Task requirements:
Filter the lines below, keeping each one that holds "struct".

Exercise inputs:
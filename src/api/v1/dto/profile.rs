//! Profile request/response DTOs for the v1 API.

use chrono::{DateTime, Utc};
use serde::{Deserialize, Serialize};

use crate::models::{self, Project};

/// Request body for `PUT /v1/profile`. Every field is optional; absent
/// fields keep their stored values, present fields replace them wholesale.
#[derive(Debug, Clone, Default, Deserialize, utoipa::ToSchema)]
#[serde(rename_all = "camelCase")]
pub struct UpdateProfileRequest {
    /// Display name used in prompts.
    pub name: Option<String>,
    /// Skills, e.g. `"Rust"` or `"distributed systems"`.
    pub skills: Option<Vec<String>>,
    /// Technologies to track for updates and releases.
    pub technologies: Option<Vec<String>>,
    /// Active projects, used to tailor improvement suggestions.
    pub projects: Option<Vec<Project>>,
    /// Broader interest areas, e.g. `"AI"` or `"databases"`.
    pub interests: Option<Vec<String>>,
}

impl From<UpdateProfileRequest> for models::ProfileUpdate {
    fn from(req: UpdateProfileRequest) -> Self {
        Self {
            name: req.name,
            skills: req.skills,
            technologies: req.technologies,
            projects: req.projects,
            interests: req.interests,
        }
    }
}

/// Profile payload for `GET /v1/profile` and `PUT /v1/profile`.
#[derive(Debug, Clone, Serialize, utoipa::ToSchema)]
#[serde(rename_all = "camelCase")]
pub struct ProfileResponse {
    pub id: i64,
    #[serde(skip_serializing_if = "Option::is_none")]
    pub name: Option<String>,
    pub skills: Vec<String>,
    pub technologies: Vec<String>,
    pub projects: Vec<Project>,
    pub interests: Vec<String>,
    #[schema(value_type = String)]
    pub created_at: DateTime<Utc>,
    #[schema(value_type = String)]
    pub updated_at: DateTime<Utc>,
}

impl From<models::UserProfile> for ProfileResponse {
    fn from(profile: models::UserProfile) -> Self {
        Self {
            id: profile.id,
            name: profile.name,
            skills: profile.skills,
            technologies: profile.technologies,
            projects: profile.projects,
            interests: profile.interests,
            created_at: profile.created_at,
            updated_at: profile.updated_at,
        }
    }
}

Completed exercise:
pub struct UpdateProfileRequest {
pub struct ProfileResponse {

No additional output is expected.